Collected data
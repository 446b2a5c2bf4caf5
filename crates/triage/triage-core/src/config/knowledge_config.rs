use serde::{Deserialize, Serialize};

use super::defaults;

/// Knowledge enrichment configuration.
#[derive(Debug, Clone, Serialize, Deserialize)]
#[serde(default)]
pub struct KnowledgeConfig {
    /// MediaWiki API endpoint.
    pub endpoint: String,
    /// Suffix appended to a label to bias lookups toward the medical sense.
    pub query_qualifier: String,
    /// Sentence bound for the description summary.
    pub summary_sentences: usize,
    /// Deadline per external stage, in milliseconds.
    pub fetch_timeout_ms: u64,
    /// Section-title keywords (case-insensitive substring match).
    pub section_keywords: Vec<String>,
    /// Maximum extracted precautions per entry.
    pub max_precautions: usize,
    /// Fragments must be strictly longer than this to qualify.
    pub min_sentence_chars: usize,
    /// User-Agent header sent to the knowledge source.
    pub user_agent: String,
}

impl Default for KnowledgeConfig {
    fn default() -> Self {
        Self {
            endpoint: defaults::DEFAULT_KNOWLEDGE_ENDPOINT.to_string(),
            query_qualifier: defaults::DEFAULT_QUERY_QUALIFIER.to_string(),
            summary_sentences: defaults::DEFAULT_SUMMARY_SENTENCES,
            fetch_timeout_ms: defaults::DEFAULT_FETCH_TIMEOUT_MS,
            section_keywords: defaults::DEFAULT_SECTION_KEYWORDS
                .iter()
                .map(|k| k.to_string())
                .collect(),
            max_precautions: defaults::DEFAULT_MAX_PRECAUTIONS,
            min_sentence_chars: defaults::DEFAULT_MIN_SENTENCE_CHARS,
            user_agent: defaults::DEFAULT_USER_AGENT.to_string(),
        }
    }
}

* Task statement: The answer should hold only the lines from the start of the records above through the line containing "(case-insensitive substring match).", each set down exactly.

* Task output:
repository 446b2a5c2bf4caf5
filename crates/triage/triage-core/src/config/knowledge_config.rs
use serde::{Deserialize, Serialize};

use super::defaults;

/// Knowledge enrichment configuration.
#[derive(Debug, Clone, Serialize, Deserialize)]
#[serde(default)]
pub struct KnowledgeConfig {
    /// MediaWiki API endpoint.
    pub endpoint: String,
    /// Suffix appended to a label to bias lookups toward the medical sense.
    pub query_qualifier: String,
    /// Sentence bound for the description summary.
    pub summary_sentences: usize,
    /// Deadline per external stage, in milliseconds.
    pub fetch_timeout_ms: u64,
    /// Section-title keywords (case-insensitive substring match).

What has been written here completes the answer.